The definition of overweight is a person with a body mass index (BMI) over 25. A person with a BMI of 30 or more is generally considered obese. BMI is the Ratio of your Weight (kg) over your Height (in centimeters, square). Overweight can also be defined as abnormal or excessive fat accumulation that presents a health risk. Some hazards of being overweight are high blood pressure, heart disease, hypertension, diabetes, sleep apnea, joint disease, respiratory problems, atherosclerosis, gallbladder disease, hernias, bladder control problems, psychological problems, and some cancers.
As of today, over 126 billion dollars have been spent on weight loss programs and is rising by the minute. The typical dieter makes four attempts per year to try to lose weight. That’s pretty dismal because it means at least three diets fail, if not all four. On average people spend $800 per year on weight loss. 80 percent of dieters do it on their own, while 20 percent join a paid weight loss group or see a health professional.
Fads are part and parcel of the diet industry. Most diets are nutritionally inadequate, too hard to follow, results are too slow, use unsafe ingredients like stimulants, slow your metabolism which leads to the yo-yo effect. The vicious diet cycle or yo-yo consists of losing both fat and muscle, leading to a reduced metabolic rate and fewer calories being burned with increased fat storage. This leads to the famine response. You then fall off the diet as your body wants to recover the muscle, so then you feast on everything in sight. You regain the weight you lost plus about 5 extra pounds. Then you start the cycle all over again.
Why is this? and What can you do about it?
In many diets on the market, 40% of the weight lost is muscle due to inadequate protein and other essential nutrients. Most diets do not provide enough protein so you lose muscle along with fat. Remember protein builds muscle so it is essential as about 40% of your body’s weight is muscle. For instance, your heart, digestive tract, glands, arteries, and veins are all muscles.
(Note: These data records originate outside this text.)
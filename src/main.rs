//! cogcore CLI: run a cognitive agent over an in-memory graph.

use std::path::PathBuf;
use std::sync::Arc;
use std::time::Duration;

use clap::{Parser, Subcommand};
use miette::Result;

use cogcore::agent::{AgentCore, Lifecycle, classify_goal};
use cogcore::config::CoreConfig;
use cogcore::graph::InMemoryGraph;

#[derive(Parser)]
#[command(name = "cogcore", version, about = "Cognitive agent orchestration core")]
struct Cli {
    /// TOML configuration file. Defaults apply when omitted.
    #[arg(long, global = true)]
    config: Option<PathBuf>,

    #[command(subcommand)]
    command: Commands,
}

#[derive(Subcommand)]
enum Commands {
    /// Run the cognitive cycle for a fixed wall-clock duration, then print status.
    Run {
        /// Goal to pursue, decomposed by keyword template.
        #[arg(long)]
        goal: Option<String>,

        /// How long to let the driver run.
        #[arg(long, default_value = "3000")]
        duration_ms: u64,

        /// Override the configured cycle interval.
        #[arg(long)]
        interval_ms: Option<u64>,

        /// Also print a knowledge export in this format (json or text).
        #[arg(long)]
        export: Option<String>,
    },

    /// Show how a goal description would be decomposed.
    Decompose {
        /// Goal description.
        text: String,
    },

    /// Configuration file management.
    Config {
        #[command(subcommand)]
        action: ConfigAction,
    },
}

#[derive(Subcommand)]
enum ConfigAction {
    /// Write the default configuration to a file.
    Init {
        /// Destination path.
        path: PathBuf,
    },
    /// Print the effective configuration as TOML.
    Show,
}

fn main() -> Result<()> {
    miette::set_hook(Box::new(|_| {
        Box::new(
            miette::MietteHandlerOpts::new()
                .terminal_links(true)
                .unicode(true)
                .context_lines(3)
                .build(),
        )
    }))
    .ok();

    tracing_subscriber::fmt()
        .with_env_filter(
            tracing_subscriber::EnvFilter::try_from_default_env()
                .unwrap_or_else(|_| tracing_subscriber::EnvFilter::new("info")),
        )
        .init();

    let cli = Cli::parse();

    let mut config = match &cli.config {
        Some(path) => CoreConfig::load(path)?,
        None => CoreConfig::default(),
    };

    match cli.command {
        Commands::Run {
            goal,
            duration_ms,
            interval_ms,
            export,
        } => {
            if let Some(ms) = interval_ms {
                config.cycle.interval_ms = ms;
            }
            let graph = Arc::new(InMemoryGraph::new());
            let mut agent = AgentCore::new(graph, config);
            agent.init()?;

            if let Some(text) = goal {
                let goal = agent.set_goal(&text, true)?;
                println!("Goal {goal}: {text}");
            }

            agent.start()?;
            std::thread::sleep(Duration::from_millis(duration_ms));
            agent.stop()?;

            println!("{}", agent.status_json()?);

            if let Some(format) = export {
                let text = agent.with_knowledge(|k| k.export_knowledge(&format, None))??;
                println!("{text}");
            }
        }

        Commands::Decompose { text } => {
            let category = classify_goal(&text);
            println!("Category: {category}");
            for (i, step) in category.template().iter().enumerate() {
                println!("  {}. {step}", i + 1);
            }
        }

        Commands::Config { action } => match action {
            ConfigAction::Init { path } => {
                CoreConfig::default().save(&path)?;
                println!("Wrote default configuration to {}", path.display());
            }
            ConfigAction::Show => {
                let text = config.to_toml("effective config")?;
                print!("{text}");
            }
        },
    }

    Ok(())
}
//! Agent-specific error types with rich miette diagnostics.

use miette::Diagnostic;
use thiserror::Error;

use crate::error::GraphError;

/// Errors from the goal/task manager, the cycle scheduler and the agent core.
#[derive(Debug, Error, Diagnostic)]
pub enum AgentError {
    #[error("empty {what} description")]
    #[diagnostic(
        code(cogcore::agent::empty_description),
        help("Goals and tasks need a non-empty description to be named in the graph.")
    )]
    EmptyDescription { what: &'static str },

    #[error("goal not found: {goal_id}")]
    #[diagnostic(
        code(cogcore::agent::goal_not_found),
        help("The reference was not created by this task manager. Create goals with `set_goal` or `add_subgoal`.")
    )]
    GoalNotFound { goal_id: u64 },

    #[error("task not found: {task_id}")]
    #[diagnostic(
        code(cogcore::agent::task_not_found),
        help("The reference was not created by this task manager. Create tasks with `create_task`.")
    )]
    TaskNotFound { task_id: u64 },

    #[error("task {task_id} cannot move from {from} to {to}")]
    #[diagnostic(
        code(cogcore::agent::invalid_transition),
        help(
            "Tasks go Pending -> Active -> Completed/Failed, Active -> Suspended, \
             and any state -> Cancelled. Completed, Failed and Cancelled are terminal."
        )
    )]
    InvalidTransition {
        task_id: u64,
        from: &'static str,
        to: &'static str,
    },

    #[error("dependency {dependency_id} -> {task_id} would create a cycle")]
    #[diagnostic(
        code(cogcore::agent::dependency_cycle),
        help(
            "A task that transitively depends on itself can never become ready. \
             Remove the existing path or pick a different dependency."
        )
    )]
    DependencyCycle { task_id: u64, dependency_id: u64 },

    #[error("goal {goal_id} was already decomposed")]
    #[diagnostic(
        code(cogcore::agent::already_decomposed),
        help("Decomposition runs once per goal. Add further subgoals with `add_subgoal`.")
    )]
    AlreadyDecomposed { goal_id: u64 },

    #[error("component not initialized: {component}")]
    #[diagnostic(
        code(cogcore::agent::not_initialized),
        help("Call `init()` on the agent core, and enable the component in its toggles, before using it.")
    )]
    NotInitialized { component: &'static str },

    #[error("cycle driver is not running")]
    #[diagnostic(
        code(cogcore::agent::not_running),
        help("Pause and resume only apply to a started driver. Call `start()` first.")
    )]
    NotRunning,

    #[error("failed to spawn cycle driver: {message}")]
    #[diagnostic(
        code(cogcore::agent::driver_spawn),
        help("The OS refused to create the background thread. Check process thread limits.")
    )]
    DriverSpawn { message: String },

    #[error(transparent)]
    #[diagnostic(transparent)]
    Graph(#[from] GraphError),
}

/// Convenience alias for agent operations.
pub type AgentResult<T> = std::result::Result<T, AgentError>;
Losing lean muscle sets you up for future weight regain because muscle is what burns calories. Muscle is key to your metabolism. Muscles are your metabolic engine, your calorie burning furnaces. Exercise heats up your muscles so you burn calories faster.
What you want is to burn fat but maintain 100% muscle mass. When you prevent muscle loss you will protect your metabolism resulting in enhanced fat loss leading to weight loss and inch loss. This increases your metabolism and increases your energy. Side effects are lower cholesterol and triglyceride levels, lower elevated blood sugar levels and it helps to normalize blood pressure. Another beneficial side effect is that the yo-yo effect will be stopped as the body is not searching to replace lost muscle.